Thanks for the auth implementation.  However, I personally think Groups are an essential feature of any auth.

As a suggestion, could you please consider at least a slimmed-down version of Groups.  I am thinking simply this:

• Extra field:  auth_user.group_ids list:reference
• Table:  auth_group,  (id, name)
  
• Function:  is_user_in_groups(user=auth.user, groups=[], all=True) 
• if all==False then 'any'
  
• groups could be list of ids or names  
  

Many thanks for your consideration!  D

[Massimo Di Pierro]

I am thinking for something. I am thinking of a generic tagging api which wold allow you to tag any object using efficient many2many and use hierarchical tags.

You would be able to tag users with group tags and efficiently search groups for users and users by group. I have a prototype but it will not go into the auth.py module.

would that be ok?

[黄祥]

I am thinking for something. I am thinking of a generic tagging api which wold allow you to tag any object using efficient many2many and use hierarchical tags.
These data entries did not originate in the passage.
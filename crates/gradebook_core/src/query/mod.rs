//! Report query layer.
//!
//! # Responsibility
//! - Expose the ten read-only report questions as functions over an
//!   explicitly passed connection.
//!
//! # Invariants
//! - Absent matches are empty results, not errors.

pub mod report_queries;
You would be able to tag users with group tags and efficiently search groups for users and users by group. I have a prototype but it will not go into the auth.py module.

would that be ok?

an example in _scaffold is enough i think, learn from web2py auth, sometime user created table that even needed on the first place, e.g. auth_cas

just a suggestion perhaps for web2py, it's nice to implement 'explicit better than implicit', e.g. explicitly define which auth's table will be created and modified the fields (add new fields, rename generated auth fields, deleted generated fieldsetc)

best regards,

stifan

[Leonel Câmara]

I use the groups and permissions mechanics extensively in my applications. They're useful for lots of stuff. Sharing can be as simple as giving permission for a record. I also use tags for the same purpose but they're better for stuff which will be changing based on properties of an entity instead of explicit permissions. I think there should be both. Note that RBAC is kind of a standard that people understand, and while you can implement it with tags it's not so straightforward and easy to understand in practice because tags tend to originate a kind of spaghetti that makes understanding how the system works murkier. 

[villas]

Many2many: I think a generic tagging api is a great idea in general for web3py.  If we can leverage that for auth groups too,  then why not.  Clearly a link table adds complexity to all the queries, but if this is properly serviced by the api, then no prob.

Hierachical tagging,  nested sets always seem to be a real pain point for SQL unless recursive CTEs used.  But then things start getting a little tricky as the existing DAL doesn't do that (yet?).  There is still one easy option available though:  materialised path.  I think this is a great idea because the queries are super-simple and could easily be implemented for all sorts of hierarchical data structures.

The above options would be more than I suggested for auth groups, but would both enhance the feature-set of web3py and find lots of applications.

Thanks for thinking about these possibilities!